Ben Omar en opération de charme

Même constat chez le président du PSD BASSIRA, Mohamed BEN OMAR, ministre de l’emploi. Il se trouve dans la même région que Bazoum Mohamed que tous deux considèrent comme étant leurs fiefs légitimes. Chacun est dans une opération de charme qui vise a rassuré les militants encore fidèles et pourquoi pas débaucher les militants des partis adverses. A ce niveau, le candidat du PNDS TARAYYA semble avoir une longueur d’avance. Bazoum Mohamed se base sur l’héritage de son parrain, le président de la République Isssoufou Mahamadou qui est à second et dernier mandat et qui a décidé de respecter la constitution en ne briguant pas un troisième mandat. Mohamed Ben Omar également vante le mérite de la renaissance dont  il est aussi comptable pour avoir soutenu et travailler aux côtés du président Issoufou, mais peut aussi apporter une amélioration si les nigériens lui donne leur suffrage.

Ibrahim Yacouba : l’opposant qui dérange 

À la suite de ces deux candidats de la majorité, on retrouve le bouillant président du MPN KISHIN KASSA, Ibrahim YACOUBA qui va de région en région de hameaux en hameaux pour vendre son programme et ses qualités d’homme aux valeurs  intrinsèques et dénoncer la mauvaise gouvernance qui caractérise la gestion du président Issoufou Mahamadou, lui qui sous cette mandature a successivement été son Directeur de cabinet adjoint, son ministre des transports et ensuite ministre des affaires étrangères avant d’être éjecté du gouvernement.  Pour avoir réussi à hisser son parti comme 4ème force politique du pays, Ibrahim  Yacouba croit en ses chances en 2021 d’où son dynamisme dans la conquête de potentiels électeurs dans les rangs des mécontents de la renaissance.

Mahamane Ousmane : l’heure de la revanche 

Un autre candidat qui se trouve en campagne, c’est l’infatigable Mahamane OUSMANE, le premier Président démocratiquement élu comme on l’appelle affectueusement. Le porte flambeau du RDR TCHENJI et du MNRD HANKOURI, estime que c’est c’est l’heure pour lui de prendre sa revanche. Il a pris son bâton de pèlerin  pour un périple à l’intérieur du pays pour non seulement enraciné davantage le parti avec ses fondateurs et déclinés sont programme en 7 points pour les élections présidentielles de 2021.

Une CENI qui observe 

Tous ces candidats enflamment ces derniers temps les réseaux sociaux et les médias de la place au grand dam de la Commission Electorale Nationale (CENI), dont le président Me ISSAKA SOUNNA est pourtant réputé être un homme de rigueur, de principe qui n’est pas d’ailleurs à sa première expérience d’organisation d’élections au Niger et d’expertise à l’internationale.
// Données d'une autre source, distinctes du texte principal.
//! # In-Memory Document Store
//!
//! A map of filename to [`Document`], owned exclusively by the session for
//! the process lifetime. Synchronous and in-memory; nothing is durable until
//! the codec writes it out.
//!
//! ## Invariants
//! - Every key is a trimmed, non-empty string.
//! - Mutation goes through [`DocumentStore::get_mut`]: the stored entry is
//!   edited in place, never read out, modified, and written back.

use std::collections::BTreeMap;

pub mod document;
pub mod errors;

pub use document::Document;
pub use errors::{StoreError, StoreResult};

use crate::policy::Level;

/// The in-memory document store.
///
/// Backed by a `BTreeMap` so enumeration (listing, serialization) is in
/// deterministic name order.
#[derive(Debug, Default, Clone)]
pub struct DocumentStore {
    documents: BTreeMap<String, Document>,
}

impl DocumentStore {
    /// Create an empty store.
    pub fn new() -> Self {
        Self::default()
    }

    /// Create a new empty document.
    ///
    /// The name is trimmed before insertion. Fails if the trimmed name is
    /// empty or already present; an existing document is never disturbed.
    pub fn create(
        &mut self,
        name: &str,
        owner: &str,
        classification: Level,
    ) -> StoreResult<&Document> {
        let name = name.trim();
        if name.is_empty() {
            return Err(StoreError::EmptyName);
        }
        if self.documents.contains_key(name) {
            return Err(StoreError::AlreadyExists(name.to_string()));
        }
        Ok(self
            .documents
            .entry(name.to_string())
            .or_insert_with(|| Document::new(owner, classification)))
    }

    /// Look up a document by name.
    pub fn get(&self, name: &str) -> StoreResult<&Document> {
        self.documents
            .get(name)
            .ok_or_else(|| StoreError::NotFound(name.to_string()))
    }

    /// Mutable handle to a stored document.
    pub fn get_mut(&mut self, name: &str) -> StoreResult<&mut Document> {
        self.documents
            .get_mut(name)
            .ok_or_else(|| StoreError::NotFound(name.to_string()))
    }

    /// Whether a document with this name exists.
    pub fn contains(&self, name: &str) -> bool {
        self.documents.contains_key(name)
    }

    /// Insert or replace a document under a trimmed name.
    ///
    /// Used by the loader, where the last record for a name wins. Returns
    /// `EmptyName` if the trimmed name is empty.
    pub fn insert(&mut self, name: &str, document: Document) -> StoreResult<()> {
        let name = name.trim();
        if name.is_empty() {
            return Err(StoreError::EmptyName);
        }
        self.documents.insert(name.to_string(), document);
        Ok(())
    }

    /// Iterate documents in name order.
    pub fn iter(&self) -> impl Iterator<Item = (&str, &Document)> {
        self.documents.iter().map(|(k, v)| (k.as_str(), v))
    }

    /// Number of documents.
    pub fn len(&self) -> usize {
        self.documents.len()
    }

    /// Whether the store is empty.
    pub fn is_empty(&self) -> bool {
        self.documents.is_empty()
    }
}

#[cfg(test)]
mod tests {
    use super::*;

    fn level(raw: u8) -> Level {
        Level::new(raw).unwrap()
    }

    #[test]
    fn test_create_sets_owner_and_classification() {
        let mut store = DocumentStore::new();
        let doc = store.create("report", "alice", level(2)).unwrap();
        assert_eq!(doc.owner(), "alice");
        assert_eq!(doc.classification(), level(2));
        assert_eq!(doc.content(), "");
    }

    #[test]
    fn test_create_trims_name() {
        let mut store = DocumentStore::new();
        store.create("  report  ", "alice", level(0)).unwrap();
        assert!(store.contains("report"));
        assert!(!store.contains("  report  "));
    }

    #[test]
    fn test_create_empty_name_leaves_store_unchanged() {
        let mut store = DocumentStore::new();
        assert_eq!(
            store.create("", "alice", level(0)).unwrap_err(),
            StoreError::EmptyName
        );
        assert_eq!(
            store.create("   ", "alice", level(0)).unwrap_err(),
            StoreError::EmptyName
        );
        assert!(store.is_empty());
    }

    #[test]
    fn test_duplicate_create_preserves_original() {
        let mut store = DocumentStore::new();
        store.create("report", "alice", level(2)).unwrap();
        store.get_mut("report").unwrap().overwrite("original text");

        let err = store.create("report", "bob", level(1)).unwrap_err();
        assert_eq!(err, StoreError::AlreadyExists("report".to_string()));

        let doc = store.get("report").unwrap();
        assert_eq!(doc.owner(), "alice");
        assert_eq!(doc.classification(), level(2));
        assert_eq!(doc.content(), "original text");
    }

    #[test]
    fn test_get_unknown_name() {
        let store = DocumentStore::new();
        assert_eq!(
            store.get("missing").unwrap_err(),
            StoreError::NotFound("missing".to_string())
        );
    }

    #[test]
    fn test_get_mut_edits_in_place() {
        let mut store = DocumentStore::new();
        store.create("notes", "alice", level(1)).unwrap();
        store.get_mut("notes").unwrap().append("hello");
        assert_eq!(store.get("notes").unwrap().content(), " hello");
    }

    #[test]
    fn test_insert_last_wins() {
        let mut store = DocumentStore::new();
        store
            .insert("doc", Document::with_content("alice", level(1), "first"))
            .unwrap();
        store
            .insert("doc", Document::with_content("bob", level(2), "second"))
            .unwrap();
        assert_eq!(store.len(), 1);
        let doc = store.get("doc").unwrap();
        assert_eq!(doc.owner(), "bob");
        assert_eq!(doc.content(), "second");
    }

    #[test]
    fn test_iter_in_name_order() {
        let mut store = DocumentStore::new();
        store.create("zebra", "a", level(0)).unwrap();
        store.create("apple", "a", level(0)).unwrap();
        store.create("mango", "a", level(0)).unwrap();
        let names: Vec<&str> = store.iter().map(|(name, _)| name).collect();
        assert_eq!(names, vec!["apple", "mango", "zebra"]);
    }
}
//! # CLI
//!
//! Argument parsing, configuration, the console boundary, and the command
//! dispatch that wires the subsystems together.

pub mod args;
pub mod commands;
pub mod console;
pub mod errors;

pub use commands::{run, Config};
pub use console::{Console, ScriptedConsole, StdConsole};
pub use errors::{CliError, CliResult};
//! # Observability
//!
//! Structured logging for the vault. Logs are JSON lines on stderr; the
//! interactive console owns stdout.

pub mod logger;

pub use logger::{Logger, Severity};
//! CLI-specific error types
//!
//! Everything that reaches the process boundary is mapped to a coded error;
//! main prints it and exits non-zero.

use std::fmt;
use std::io;

use crate::auth::AuthError;
use crate::codec::CodecError;
use crate::session::SessionError;

/// CLI error codes
#[derive(Debug, Clone, PartialEq, Eq)]
pub enum CliErrorCode {
    /// Configuration file error
    ConfigError,
    /// I/O error
    IoError,
    /// Data files already initialized
    AlreadyInitialized,
    /// Configuration missing
    NotInitialized,
    /// Registration or authentication failure
    AuthError,
    /// Session aborted
    SessionError,
    /// Store file error
    StoreError,
}

impl CliErrorCode {
    /// Get the error code string
    pub fn code(&self) -> &'static str {
        match self {
            Self::ConfigError => "LATTICE_CLI_CONFIG_ERROR",
            Self::IoError => "LATTICE_CLI_IO_ERROR",
            Self::AlreadyInitialized => "LATTICE_CLI_ALREADY_INITIALIZED",
            Self::NotInitialized => "LATTICE_CLI_NOT_INITIALIZED",
            Self::AuthError => "LATTICE_CLI_AUTH_ERROR",
            Self::SessionError => "LATTICE_CLI_SESSION_ERROR",
            Self::StoreError => "LATTICE_CLI_STORE_ERROR",
        }
    }
}

/// CLI error
#[derive(Debug)]
pub struct CliError {
    code: CliErrorCode,
    message: String,
}

impl CliError {
    /// Create a new CLI error
    pub fn new(code: CliErrorCode, message: impl Into<String>) -> Self {
        Self {
            code,
            message: message.into(),
        }
    }

    /// Config error
    pub fn config_error(msg: impl Into<String>) -> Self {
        Self::new(CliErrorCode::ConfigError, msg)
    }

    /// I/O error
    pub fn io_error(msg: impl Into<String>) -> Self {
        Self::new(CliErrorCode::IoError, msg)
    }

    /// Data files already initialized
    pub fn already_initialized(msg: impl Into<String>) -> Self {
        Self::new(CliErrorCode::AlreadyInitialized, msg)
    }

    /// Configuration missing
    pub fn not_initialized() -> Self {
        Self::new(
            CliErrorCode::NotInitialized,
            "Configuration not found. Run 'latticefs init' first.",
        )
    }

    /// Get the error code
    pub fn code(&self) -> &CliErrorCode {
        &self.code
    }

    /// Get the error code string
    pub fn code_str(&self) -> &'static str {
        self.code.code()
    }

    /// Get the error message
    pub fn message(&self) -> &str {
        &self.message
    }
}

impl fmt::Display for CliError {
    fn fmt(&self, f: &mut fmt::Formatter<'_>) -> fmt::Result {
        write!(f, "{}: {}", self.code.code(), self.message)
    }
}

impl std::error::Error for CliError {}

impl From<io::Error> for CliError {
    fn from(e: io::Error) -> Self {
        Self::io_error(e.to_string())
    }
}

impl From<serde_json::Error> for CliError {
    fn from(e: serde_json::Error) -> Self {
        Self::config_error(format!("Invalid config JSON: {}", e))
    }
}

impl From<AuthError> for CliError {
    fn from(e: AuthError) -> Self {
        Self::new(CliErrorCode::AuthError, e.to_string())
    }
}

impl From<SessionError> for CliError {
    fn from(e: SessionError) -> Self {
        Self::new(CliErrorCode::SessionError, e.to_string())
    }
}

impl From<CodecError> for CliError {
    fn from(e: CodecError) -> Self {
        Self::new(CliErrorCode::StoreError, e.to_string())
    }
}

/// CLI result type
pub type CliResult<T> = Result<T, CliError>;
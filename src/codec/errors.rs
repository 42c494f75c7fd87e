//! Persistence codec error types

use std::io;
use std::path::PathBuf;

use thiserror::Error;

/// Result type for codec operations
pub type CodecResult<T> = Result<T, CodecError>;

/// Persistence failures at the file boundary.
///
/// Malformed individual records are not represented here: the loader
/// recovers from them locally (see [`MalformedRecord`]).
#[derive(Debug, Error)]
pub enum CodecError {
    /// The store file could not be read
    #[error("failed to read store file {}: {source}", .path.display())]
    ReadFailed {
        path: PathBuf,
        #[source]
        source: io::Error,
    },

    /// The store file could not be written
    #[error("failed to write store file {}: {source}", .path.display())]
    WriteFailed {
        path: PathBuf,
        #[source]
        source: io::Error,
    },
}

/// A single persisted line that could not be parsed.
///
/// Recovered locally by skipping the line; never fatal.
#[derive(Debug, Clone, PartialEq, Eq, Error)]
pub enum MalformedRecord {
    /// Fewer than four colon-delimited fields
    #[error("fewer than 4 fields")]
    MissingFields,

    /// Classification field is not an integer in range
    #[error("invalid classification '{0}'")]
    BadClassification(String),

    /// Filename field is empty after trimming
    #[error("empty filename")]
    EmptyFilename,
}
//! Credential subsystem error types

use std::io;
use std::path::PathBuf;

use thiserror::Error;

/// Result type for credential operations
pub type AuthResult<T> = Result<T, AuthError>;

/// Authentication and registration errors
#[derive(Debug, Error)]
pub enum AuthError {
    /// Unknown user or wrong password (generic - don't leak which)
    #[error("invalid credentials")]
    InvalidCredentials,

    /// Username already present in the registries
    #[error("username already exists")]
    UserExists,

    /// Username is empty or would break the registry line format
    #[error("invalid username: {0}")]
    InvalidUsername(String),

    /// Password and confirmation differ
    #[error("passwords do not match")]
    PasswordMismatch,

    /// Password does not meet requirements
    #[error("password does not meet requirements: {0}")]
    WeakPassword(String),

    /// Clearance outside 0..=3 or not a number
    #[error("invalid clearance level")]
    InvalidClearance,

    /// A registry file could not be read or written.
    ///
    /// Distinct from `InvalidCredentials`: this is a provider failure, not a
    /// rejected login. Both return the operator to the login prompt.
    #[error("credential registry {}: {source}", .path.display())]
    Registry {
        path: PathBuf,
        #[source]
        source: io::Error,
    },

    /// Console I/O failure during interactive registration
    #[error("console i/o failure: {0}")]
    Console(#[from] io::Error),
}

impl AuthError {
    /// Registry access failure for `path`.
    pub fn registry(path: impl Into<PathBuf>, source: io::Error) -> Self {
        AuthError::Registry {
            path: path.into(),
            source,
        }
    }
}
Lumana : le syndrome de la division 

Pendant ce temps, les autres partis sur l’échiquier politique tentent tant bien que mal à se faire entendre sur les réseaux sociaux et le parti du chef de file de l’opposition le MODEN LUMANA AFRICA de HAMA AMADOU en exil se déchire davantage. Les deux ailes qui se sont malheureusement illustrées à travers deux congrès parallèles, l’un à Dosso et l’autre à Niamey et disent œuvrer pour l’avènement de leur leader à la tête du pays en 2021 enterrent de plus en plus la 2ème force politique du pays compromettant ainsi les chances du parti à obtenir un bon score à l’occasion des prochaines consultations électorales.

© IciNiger (ABDOULKARIM Mahamadou)

2 Commentaires le Niger : un parfum de campagne électorale avant date sous le regard impuissant de la CENI.

  1. Djibo kadri // 19/08/2019 á 07:45 // Répondre

    aux hommes politiques soyez juste dans vos actions car tôt ou tard vous allez rendre compte non pas aux peuple nigériens mais a allah le tout puissants merci

  2. Aboubacar Sidi Sidi // 19/08/2019 á 14:34 // Répondre

    Quand les gens cherchent un poste politique pour un intérêt personnel alors la conséquence sera désastreuse. La CENI reste muette face à ces genres de pratique politique hors les dispositions parce qu’elle ne possède pas toute sa puissance.